Abstract

Background: Metastatic spread in retinoblastoma is a rare occurrence in developed countries but still associated with a poor prognosis.

Patients and methods: Medical records of all metastatic retinoblastoma diagnosed during a 20-year period were retrospectively reviewed.

Results: Six patients out of 104 presented a metastatic disease with an incidence at diagnosis of 2%. Three had a metastatic disease at diagnosis, one patient a trilateral retinoblastoma and two a metastatic spread after enucleation. All but one were sporadic retinoblastoma. Central nervous system (CNS) involvement was reported in five patients, while one patient had an intraorbital lesion, and bone and bone marrow spread. Different treatment strategies were administered based on local treatment plus chemotherapy and radiotherapy with or without high-dose chemotherapy. An ifosfamide/carboplatin/etoposide regimen was administered in three patients resulting in a partial response.

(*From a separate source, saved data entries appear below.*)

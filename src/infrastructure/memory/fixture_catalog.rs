//! Fixed reference data served by the mock provider.

use async_trait::async_trait;
use std::collections::HashSet;

use crate::domain::entities::{Assignment, Subject, SubjectKind};
use crate::domain::repositories::CatalogRepository;
use crate::error::AppError;

/// Catalog backed by vectors supplied at construction.
///
/// [`FixtureCatalog::sample`] is the data set the provider binary serves.
#[derive(Debug, Clone)]
pub struct FixtureCatalog {
    subjects: Vec<Subject>,
    assignments: Vec<Assignment>,
}

impl FixtureCatalog {
    pub fn new(subjects: Vec<Subject>, assignments: Vec<Assignment>) -> Self {
        Self {
            subjects,
            assignments,
        }
    }

    /// Two level-1 subjects (日 "sun", 本 "book") and one assignment for each.
    pub fn sample() -> Self {
        let subjects = vec![
            Subject::new(1, SubjectKind::Kanji, "日", vec!["sun".to_string()], 1),
            Subject::new(
                2,
                SubjectKind::Vocabulary,
                "本",
                vec!["book".to_string()],
                1,
            ),
        ];

        let assignments = vec![
            Assignment::new(1, 1, SubjectKind::Kanji, 0),
            Assignment::new(2, 2, SubjectKind::Vocabulary, 0),
        ];

        Self::new(subjects, assignments)
    }

    pub fn subjects(&self) -> &[Subject] {
        &self.subjects
    }

    pub fn assignments(&self) -> &[Assignment] {
        &self.assignments
    }
}

impl Default for FixtureCatalog {
    fn default() -> Self {
        Self::sample()
    }
}

#[async_trait]
impl CatalogRepository for FixtureCatalog {
    async fn list_assignments(&self) -> Result<Vec<Assignment>, AppError> {
        Ok(self.assignments.clone())
    }

    async fn list_subjects(&self) -> Result<Vec<Subject>, AppError> {
        Ok(self.subjects.clone())
    }

    async fn find_subjects(&self, ids: &[u64]) -> Result<Vec<Subject>, AppError> {
        let wanted: HashSet<u64> = ids.iter().copied().collect();

        Ok(self
            .subjects
            .iter()
            .filter(|s| wanted.contains(&s.id))
            .cloned()
            .collect())
    }
}

#[cfg(test)]
mod tests {
    use super::*;

    #[tokio::test]
    async fn test_sample_contents() {
        let catalog = FixtureCatalog::sample();

        let subjects = catalog.list_subjects().await.unwrap();
        assert_eq!(subjects.len(), 2);
        assert_eq!(subjects[0].characters, "日");
        assert_eq!(subjects[1].kind, SubjectKind::Vocabulary);

        let assignments = catalog.list_assignments().await.unwrap();
        assert_eq!(assignments.len(), 2);
        assert_eq!(assignments[1].subject_id, 2);
    }

    #[tokio::test]
    async fn test_find_subjects_keeps_table_order() {
        let catalog = FixtureCatalog::sample();

        let found = catalog.find_subjects(&[2, 1]).await.unwrap();
        let ids: Vec<u64> = found.iter().map(|s| s.id).collect();

        assert_eq!(ids, vec![1, 2]);
    }

    #[tokio::test]
    async fn test_find_subjects_ignores_unknown_ids() {
        let catalog = FixtureCatalog::sample();

        let found = catalog.find_subjects(&[2, 99, 2]).await.unwrap();

        assert_eq!(found.len(), 1);
        assert_eq!(found[0].id, 2);
    }

    #[tokio::test]
    async fn test_find_subjects_empty_request() {
        let catalog = FixtureCatalog::sample();
        assert!(catalog.find_subjects(&[]).await.unwrap().is_empty());
    }
}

Out of six patients, four died, and two patients are alive at 60 and 63 months from diagnosis. Both children with a long follow-up were treated with high-dose chemotherapy. All but one of the patients with CNS involvement died; the survivor was a patient with pineal involvement.

Conclusion: This retrospective review confirms a curable strategy based on local treatment and conventional plus high-dose chemotherapy. Patients with CNS involvement remain incurable.